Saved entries
━━━━━━━━━━

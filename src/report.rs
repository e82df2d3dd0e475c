//! End-to-end simulation run: validate, sample, compare.
//!
//! [`run_simulation`] draws `config.volume` pairs from a PMF and sets every
//! empirical statistic next to its theoretical counterpart. The resulting
//! [`SimulationReport`] serializes to JSON and renders as plain text.

use std::fmt;

use serde::Serialize;
use tracing::{debug, warn};

use crate::config::SimulationConfig;
use crate::ecdf::EmpiricalDistribution;
use crate::error::{Result, SimulationError};
use crate::estimation::{
    correlation, goodness_of_fit, interval_estimation, mean_estimation, variance_estimation,
    ConfidenceInterval, GoodnessOfFit,
};
use crate::matrix::ProbabilityMatrix;
use crate::random::create_rng;
use crate::sample::Sample;
use crate::sampler::DiscreteJointSampler;
use crate::validate::{validate_support, ProbabilityMatrixValidator};

/// X support of the bundled demonstration PMF.
pub const REFERENCE_X: [i64; 4] = [4, 8, 9, 11];
/// Y support of the bundled demonstration PMF.
pub const REFERENCE_Y: [i64; 3] = [3, 6, 8];

/// The bundled 4×3 demonstration PMF.
pub fn reference_matrix() -> Result<ProbabilityMatrix> {
    ProbabilityMatrix::new(vec![
        vec![0.05, 0.05, 0.10],
        vec![0.05, 0.15, 0.05],
        vec![0.10, 0.10, 0.15],
        vec![0.05, 0.05, 0.10],
    ])
}

/// Theoretical and empirical marginal of one axis.
#[derive(Debug, Clone, PartialEq, Serialize)]
pub struct AxisComparison {
    /// Support values.
    pub support: Vec<i64>,
    /// Marginal of the input PMF.
    pub theoretical: Vec<f64>,
    /// Marginal of the drawn pairs.
    pub empirical: Vec<f64>,
}

impl AxisComparison {
    /// Largest `|empirical − theoretical|` over the support.
    pub fn max_deviation(&self) -> f64 {
        self.theoretical
            .iter()
            .zip(&self.empirical)
            .map(|(t, e)| (e - t).abs())
            .fold(0.0, f64::max)
    }
}

/// A statistic computed from the PMF and from the sample.
#[derive(Debug, Clone, Copy, PartialEq, Serialize)]
pub struct Estimate {
    /// Value under the input PMF.
    pub theoretical: f64,
    /// Value under the empirical PMF.
    pub empirical: f64,
}

/// Everything a run measured.
#[derive(Debug, Clone, PartialEq, Serialize)]
pub struct SimulationReport {
    /// Parameters of the run.
    pub config: SimulationConfig,
    /// Input PMF.
    pub theoretical: ProbabilityMatrix,
    /// Relative frequencies of the drawn pairs.
    pub empirical: ProbabilityMatrix,
    /// X marginals.
    pub x: AxisComparison,
    /// Y marginals.
    pub y: AxisComparison,
    /// `E[X]`.
    pub mean_x: Estimate,
    /// `E[Y]`.
    pub mean_y: Estimate,
    /// `Var X`.
    pub variance_x: Estimate,
    /// `Var Y`.
    pub variance_y: Estimate,
    /// `corr(X, Y)`; NaN (`null` in JSON) for a degenerate axis.
    pub correlation: Estimate,
    /// Interval for the X sample mean; `None` below two draws.
    pub x_interval: Option<ConfidenceInterval>,
    /// Interval for the Y sample mean; `None` below two draws.
    pub y_interval: Option<ConfidenceInterval>,
    /// Frequency table of the X projection.
    pub x_distribution: EmpiricalDistribution,
    /// Frequency table of the Y projection.
    pub y_distribution: EmpiricalDistribution,
    /// Chi-squared test of the empirical PMF against the input.
    pub goodness_of_fit: GoodnessOfFit,
}

impl SimulationReport {
    /// Returns true if the chi-squared test accepts the sample and both
    /// intervals (when present) cover the theoretical means.
    pub fn is_consistent(&self) -> bool {
        let covers = |ci: &Option<ConfidenceInterval>, mean: f64| {
            ci.as_ref().map_or(true, |ci| ci.contains(mean))
        };
        self.goodness_of_fit.consistent
            && covers(&self.x_interval, self.mean_x.theoretical)
            && covers(&self.y_interval, self.mean_y.theoretical)
    }
}

/// Validates the inputs, draws `config.volume` pairs with a generator seeded
/// from `config.seed`, and compares the sample with the PMF.
///
/// # Errors
/// `InvalidArgument` if the config is invalid, a support is empty or not
/// strictly ascending, or the PMF is not normalized within
/// `config.precision`; sampling errors propagate unchanged.
pub fn run_simulation(
    config: &SimulationConfig,
    matrix: &ProbabilityMatrix,
    x_support: &[i64],
    y_support: &[i64],
) -> Result<SimulationReport> {
    config.validate()?;
    if !validate_support(x_support) {
        return Err(SimulationError::invalid(
            "x_support",
            "must be non-empty and strictly ascending",
        ));
    }
    if !validate_support(y_support) {
        return Err(SimulationError::invalid(
            "y_support",
            "must be non-empty and strictly ascending",
        ));
    }
    let rows: Vec<&[f64]> = matrix.iter_rows().collect();
    if let Err(failure) = ProbabilityMatrixValidator::new(config.precision).check(&rows) {
        warn!(%failure, "probability matrix rejected");
        return Err(SimulationError::invalid("probabilities", failure.to_string()));
    }

    let sampler = DiscreteJointSampler::new(matrix.clone(), x_support.to_vec(), y_support.to_vec())?;
    let mut rng = create_rng(config.seed);
    let sample = sampler.generate(&mut rng, config.volume)?;
    let empirical = sample.empirical_matrix()?;
    let x_sample = sample.x_sample()?;
    let y_sample = sample.y_sample()?;

    let mean_x = Estimate {
        theoretical: mean_estimation(matrix.x_density(), x_support)?,
        empirical: mean_estimation(empirical.x_density(), x_support)?,
    };
    let mean_y = Estimate {
        theoretical: mean_estimation(matrix.y_density(), y_support)?,
        empirical: mean_estimation(empirical.y_density(), y_support)?,
    };
    let variance_x = Estimate {
        theoretical: variance_estimation(matrix.x_density(), mean_x.theoretical, x_support)?,
        empirical: variance_estimation(empirical.x_density(), mean_x.empirical, x_support)?,
    };
    let variance_y = Estimate {
        theoretical: variance_estimation(matrix.y_density(), mean_y.theoretical, y_support)?,
        empirical: variance_estimation(empirical.y_density(), mean_y.empirical, y_support)?,
    };
    let correlation = Estimate {
        theoretical: correlation(matrix, x_support, y_support)?,
        empirical: correlation(&empirical, x_support, y_support)?,
    };

    let fit = goodness_of_fit(&empirical, matrix, config.volume, config.confidence)?;
    debug!(
        statistic = fit.statistic,
        critical = fit.critical_value,
        df = fit.degrees_of_freedom,
        "chi-squared test"
    );

    let report = SimulationReport {
        config: *config,
        x: axis(x_support, matrix.x_density(), empirical.x_density()),
        y: axis(y_support, matrix.y_density(), empirical.y_density()),
        theoretical: matrix.clone(),
        empirical,
        mean_x,
        mean_y,
        variance_x,
        variance_y,
        correlation,
        x_interval: mean_interval(&x_sample, config.significance)?,
        y_interval: mean_interval(&y_sample, config.significance)?,
        x_distribution: EmpiricalDistribution::from_sample(&x_sample),
        y_distribution: EmpiricalDistribution::from_sample(&y_sample),
        goodness_of_fit: fit,
    };

    if !report.is_consistent() {
        warn!(
            statistic = fit.statistic,
            critical = fit.critical_value,
            seed = config.seed,
            "sample is inconsistent with the probability matrix"
        );
    }
    Ok(report)
}

fn axis(support: &[i64], theoretical: &[f64], empirical: &[f64]) -> AxisComparison {
    AxisComparison {
        support: support.to_vec(),
        theoretical: theoretical.to_vec(),
        empirical: empirical.to_vec(),
    }
}

fn mean_interval(sample: &Sample, significance: f64) -> Result<Option<ConfidenceInterval>> {
    if sample.volume() < 2 {
        return Ok(None);
    }
    interval_estimation(sample, significance).map(Some)
}

fn join<T: fmt::Display>(values: &[T]) -> String {
    values
        .iter()
        .map(ToString::to_string)
        .collect::<Vec<_>>()
        .join(" ")
}

impl fmt::Display for SimulationReport {
    fn fmt(&self, f: &mut fmt::Formatter<'_>) -> fmt::Result {
        writeln!(f, "X: {}", join(&self.x.support))?;
        writeln!(f, "Y: {}", join(&self.y.support))?;
        writeln!(f, "Theoretical probability matrix:")?;
        write!(f, "{}", self.theoretical)?;
        writeln!(f, "Volume: {}", self.config.volume)?;
        writeln!(f)?;
        writeln!(f, "Empirical probability matrix:")?;
        write!(f, "{}", self.empirical)?;
        writeln!(f)?;

        let rows = [
            ("Mean X", self.mean_x),
            ("Mean Y", self.mean_y),
            ("Variance X", self.variance_x),
            ("Variance Y", self.variance_y),
            ("Correlation", self.correlation),
        ];
        writeln!(f, "{:<12} {:>14} {:>14}", "", "theoretical", "empirical")?;
        for (name, est) in rows {
            writeln!(f, "{name:<12} {:>14.6} {:>14.6}", est.theoretical, est.empirical)?;
        }
        writeln!(f)?;

        for (name, ci) in [("X", &self.x_interval), ("Y", &self.y_interval)] {
            if let Some(ci) = ci {
                writeln!(
                    f,
                    "Mean {name} interval ({}): [{:.6}, {:.6}]",
                    ci.significance,
                    ci.lower(),
                    ci.upper()
                )?;
            }
        }

        let fit = &self.goodness_of_fit;
        writeln!(
            f,
            "Chi-squared: {:.4} < {:.4} (df = {}, alpha = {}): {}",
            fit.statistic,
            fit.critical_value,
            fit.degrees_of_freedom,
            self.config.confidence,
            if fit.consistent { "consistent" } else { "rejected" }
        )
    }
}

#[cfg(test)]
mod tests {
    use super::*;

    fn small_config() -> SimulationConfig {
        SimulationConfig {
            volume: 20_000,
            ..SimulationConfig::default()
        }
    }

    #[test]
    fn test_reference_run() {
        let m = reference_matrix().unwrap();
        let report = run_simulation(&small_config(), &m, &REFERENCE_X, &REFERENCE_Y).unwrap();

        assert!((report.mean_x.theoretical - 8.15).abs() < 1e-12);
        assert!((report.mean_y.theoretical - 6.05).abs() < 1e-12);
        assert!((report.mean_x.empirical - 8.15).abs() < 0.1);
        assert!((report.variance_y.empirical - 3.8475).abs() < 0.2);
        assert!(report.x.max_deviation() < 0.02);
        assert!(report.y.max_deviation() < 0.02);
        assert_eq!(report.goodness_of_fit.degrees_of_freedom, 11);
        assert_eq!(report.x_distribution.total_count(), 20_000);
        assert_eq!(report.x_distribution.rows().len(), 4);

        let x_ci = report.x_interval.unwrap();
        assert!((x_ci.mean - report.mean_x.empirical).abs() < 1e-9);
    }

    #[test]
    fn test_same_seed_same_report() {
        let m = reference_matrix().unwrap();
        let a = run_simulation(&small_config(), &m, &REFERENCE_X, &REFERENCE_Y).unwrap();
        let b = run_simulation(&small_config(), &m, &REFERENCE_X, &REFERENCE_Y).unwrap();
        assert_eq!(a.empirical, b.empirical);
    }

    #[test]
    fn test_unnormalized_matrix_rejected() {
        let m = ProbabilityMatrix::new(vec![vec![0.5, 0.4]]).unwrap();
        let err = run_simulation(&small_config(), &m, &[1], &[1, 2]).unwrap_err();
        assert!(matches!(err, SimulationError::InvalidArgument { name: "probabilities", .. }));
    }

    #[test]
    fn test_negative_entry_with_unit_total_rejected() {
        let err = ProbabilityMatrix::new(vec![vec![0.6, -0.2, 0.6]])
            .and_then(|m| run_simulation(&small_config(), &m, &[1], &[1, 2, 3]))
            .unwrap_err();
        assert!(matches!(err, SimulationError::InvalidArgument { name: "probabilities", .. }));
    }

    #[test]
    fn test_unsorted_support_rejected() {
        let m = reference_matrix().unwrap();
        let err = run_simulation(&small_config(), &m, &[8, 4, 9, 11], &REFERENCE_Y).unwrap_err();
        assert!(matches!(err, SimulationError::InvalidArgument { name: "x_support", .. }));
    }

    #[test]
    fn test_invalid_config_rejected() {
        let m = reference_matrix().unwrap();
        let config = SimulationConfig {
            volume: 0,
            ..SimulationConfig::default()
        };
        assert!(run_simulation(&config, &m, &REFERENCE_X, &REFERENCE_Y).is_err());
    }

    #[test]
    fn test_single_draw_has_no_interval() {
        let m = reference_matrix().unwrap();
        let config = SimulationConfig {
            volume: 1,
            ..SimulationConfig::default()
        };
        let report = run_simulation(&config, &m, &REFERENCE_X, &REFERENCE_Y).unwrap();
        assert!(report.x_interval.is_none());
        assert!(report.y_interval.is_none());
        assert!(report.correlation.empirical.is_nan());
    }

    #[test]
    fn test_degenerate_axis_reports_nan_correlation() {
        let m = ProbabilityMatrix::new(vec![vec![0.5, 0.5]]).unwrap();
        let report = run_simulation(&small_config(), &m, &[3], &[1, 2]).unwrap();
        assert!(report.correlation.theoretical.is_nan());
        assert_eq!(report.variance_x.theoretical, 0.0);
    }

    #[test]
    fn test_json_output() {
        let m = reference_matrix().unwrap();
        let config = SimulationConfig {
            volume: 1_000,
            ..SimulationConfig::default()
        };
        let report = run_simulation(&config, &m, &REFERENCE_X, &REFERENCE_Y).unwrap();
        let value = serde_json::to_value(&report).unwrap();
        assert_eq!(value["config"]["volume"], 1_000);
        assert_eq!(value["goodness_of_fit"]["degrees_of_freedom"], 11);
        assert_eq!(value["x"]["support"], serde_json::json!([4, 8, 9, 11]));
    }

    #[test]
    fn test_text_rendering() {
        let m = reference_matrix().unwrap();
        let config = SimulationConfig {
            volume: 1_000,
            ..SimulationConfig::default()
        };
        let text = run_simulation(&config, &m, &REFERENCE_X, &REFERENCE_Y)
            .unwrap()
            .to_string();
        assert!(text.starts_with("X: 4 8 9 11\nY: 3 6 8\n"));
        assert!(text.contains("Empirical probability matrix:"));
        assert!(text.contains("Volume: 1000"));
        assert!(text.contains("df = 11"));
    }
}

━━━━━━━━━━

_Work order_:
Search the data and copy each line containing "true".

_Solution to this exercise_:
    /// Returns true if the chi-squared test accepts the sample and both
            ci.as_ref().map_or(true, |ci| ci.contains(mean))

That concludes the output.